A study by Ohio State researchers published in the journal Nature Energy in December 2018 found that customers in a TOU program run by a large utility in the Southwest decided whether to stay in it based on their perception of how much they were saving as opposed to how much they were actually saving.

“Our study seems to indicate that many consumers have a faulty impression about their savings, and that the faulty impression is prompting them to stick with the program,” Nicole Sintov, the assistant professor who wrote the study, told Ohio State News.

In fact, the study found that the more consumers understood the actual rate structure, the less likely they were to want to stay in the program. On the other hand, the more they thought they understood the rates, regardless of how much they actually understood them, the more inclined they were to remain in the program.

The study was conducted from July to September, so all participants in the program saw their bills increase, but elderly consumers saw their bills increase the most. That’s because they turned off their air conditioning less than other consumers, which makes sense, as older people are more likely to incur heat-related health problems than the rest of the population.
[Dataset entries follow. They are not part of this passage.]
//! Scripted runner for tests.
//!
//! [`ScriptedRunner`] never spawns anything. It records each command line in
//! order and answers from a script: commands registered with
//! [`ScriptedRunner::fail_on`] fail with exit status 1, commands registered
//! with [`ScriptedRunner::respond`] return the given stdout, everything else
//! succeeds with empty output. Pipelines are recorded as `producer | consumer`.

use crate::error::{ExecutionFailed, Result};
use crate::invocation::Invocation;
use crate::{CommandRunner, pipeline_display};
use std::collections::{HashMap, HashSet};
use std::sync::{Mutex, MutexGuard, PoisonError};

#[derive(Debug, Default)]
struct Script {
    calls: Vec<String>,
    failures: HashSet<String>,
    outputs: HashMap<String, String>,
}

/// Records invocations and replays scripted results.
#[derive(Debug, Default)]
pub struct ScriptedRunner {
    script: Mutex<Script>,
}

impl ScriptedRunner {
    pub fn new() -> Self {
        Self::default()
    }

    /// Make `command` (as displayed) exit with status 1.
    pub fn fail_on(&self, command: &str) -> &Self {
        self.lock().failures.insert(command.to_string());
        self
    }

    /// Make `command` (as displayed) print `stdout`.
    pub fn respond(&self, command: &str, stdout: &str) -> &Self {
        self.lock()
            .outputs
            .insert(command.to_string(), stdout.to_string());
        self
    }

    /// Every command line seen so far, in order.
    pub fn calls(&self) -> Vec<String> {
        self.lock().calls.clone()
    }

    fn lock(&self) -> MutexGuard<'_, Script> {
        self.script.lock().unwrap_or_else(PoisonError::into_inner)
    }

    fn answer(&self, command: String) -> Result<String> {
        let mut script = self.lock();
        script.calls.push(command.clone());
        if script.failures.contains(&command) {
            return Err(ExecutionFailed::exit(command, Some(1), ""));
        }
        Ok(script.outputs.get(&command).cloned().unwrap_or_default())
    }
}

impl CommandRunner for ScriptedRunner {
    fn run(&self, invocation: &Invocation) -> Result<()> {
        self.answer(invocation.to_string()).map(drop)
    }

    fn output(&self, invocation: &Invocation) -> Result<String> {
        self.answer(invocation.to_string())
    }

    fn pipe(&self, producer: &Invocation, consumer: &Invocation) -> Result<()> {
        self.answer(pipeline_display(producer, consumer)).map(drop)
    }
}
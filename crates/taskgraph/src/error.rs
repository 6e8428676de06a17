//! Error types for task execution.

use thiserror::Error;

/// Errors produced while registering or running tasks.
#[derive(Debug, Error)]
pub enum Error {
    /// The requested task is not registered
    #[error("unknown task: {0}")]
    UnknownTask(String),

    /// A task with this name is already registered
    #[error("duplicate task: {0}")]
    DuplicateTask(String),

    /// A declared prerequisite is not registered
    #[error("task '{task}' depends on unknown task '{missing}'")]
    MissingPrerequisite {
        /// Task declaring the prerequisite
        task: String,
        /// Name that could not be resolved
        missing: String,
    },

    /// A task was re-entered while already running
    #[error("task cycle detected: {}", .0.join(" -> "))]
    Cycle(Vec<String>),

    /// The task body returned an error
    #[error("task '{task}' failed")]
    Failed {
        /// Task whose body failed
        task: String,
        /// Underlying failure
        #[source]
        source: anyhow::Error,
    },

    /// The body succeeded but a deferred cleanup action failed
    #[error("cleanup '{label}' of task '{task}' failed")]
    DeferredFailed {
        /// Task that registered the action
        task: String,
        /// Label given when the action was registered
        label: String,
        /// Underlying failure
        #[source]
        source: anyhow::Error,
    },
}

impl Error {
    /// Convert a body error, passing task-graph errors from nested calls
    /// through untouched.
    pub(crate) fn from_body(task: &str, error: anyhow::Error) -> Self {
        match error.downcast::<Error>() {
            Ok(inner) => inner,
            Err(source) => Error::Failed {
                task: task.to_string(),
                source,
            },
        }
    }

    /// The underlying failure of a body or cleanup action, if any.
    pub fn failure(&self) -> Option<&anyhow::Error> {
        match self {
            Error::Failed { source, .. } | Error::DeferredFailed { source, .. } => Some(source),
            _ => None,
        }
    }
}

/// Result type for task operations.
pub type Result<T> = std::result::Result<T, Error>;
//! Protobuf code generation for the IPC service

use crate::tools;
use crate::ui;
use crate::workspace::Workspace;
use anyhow::{Context, Result};
use procrun::Invocation;
use serde::Deserialize;
use std::path::Path;
use std::sync::Arc;
use taskgraph::{Registry, Task};

/// The fields of `go list -json -m` we need.
#[derive(Debug, Deserialize)]
struct ModuleInfo {
    #[serde(rename = "Dir")]
    dir: String,
}

pub fn register(registry: &mut Registry, ws: &Arc<Workspace>) -> taskgraph::Result<()> {
    let ws = Arc::clone(ws);
    registry.register(
        Task::new("proto", move |_| generate(&ws))
            .describe("Generate Go code for the IPC protobuf service"),
    )
}

fn generate(ws: &Workspace) -> Result<()> {
    ui::step("Generating protobuf");
    let proto = &ws.config().proto;

    let listing =
        ws.output(Invocation::new("go").args(["list", "-json", "-m", proto.module.as_str()]))?;
    let include = module_dir(&listing)
        .with_context(|| format!("Could not read module info for {}", proto.module))?;

    tools::locate("protoc", ws)?;
    let protoc_gen_go = tools::locate("protoc-gen-go", ws)?;
    let protoc_gen_go_grpc = tools::locate("protoc-gen-go-grpc", ws)?;

    ws.run(
        protoc_invocation(&proto.file, &protoc_gen_go, &protoc_gen_go_grpc, &include)
            .current_dir(ws.path(&proto.dir)),
    )?;
    Ok(())
}

fn module_dir(listing: &str) -> Result<String> {
    let info: ModuleInfo = serde_json::from_str(listing)?;
    Ok(info.dir)
}

fn protoc_invocation(
    file: &str,
    go_plugin: &Path,
    grpc_plugin: &Path,
    include: &str,
) -> Invocation {
    Invocation::new("protoc").args([
        "--go_out".to_string(),
        ".".to_string(),
        "--go-grpc_out".to_string(),
        ".".to_string(),
        "--go_opt=paths=source_relative".to_string(),
        "--go-grpc_opt=paths=source_relative".to_string(),
        format!("--plugin=go={}", go_plugin.display()),
        format!("--plugin=go-grpc={}", grpc_plugin.display()),
        format!("-I{include}"),
        "-I=.".to_string(),
        file.to_string(),
    ])
}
Disabled people in the TOU program, meanwhile, were more likely to seek medical attention due to the heat than their counterparts not in the program, an indication that they may have been trying to save money by turning down their air conditioners even though doing so was bad for their health.

Combined, that finding and the Brattle Group's finding that TOU plans had a low enrollment rate indicate that utilities need to monitor the plans and tweak them as needed to make sure the plans are producing good results for both utilities and their customers.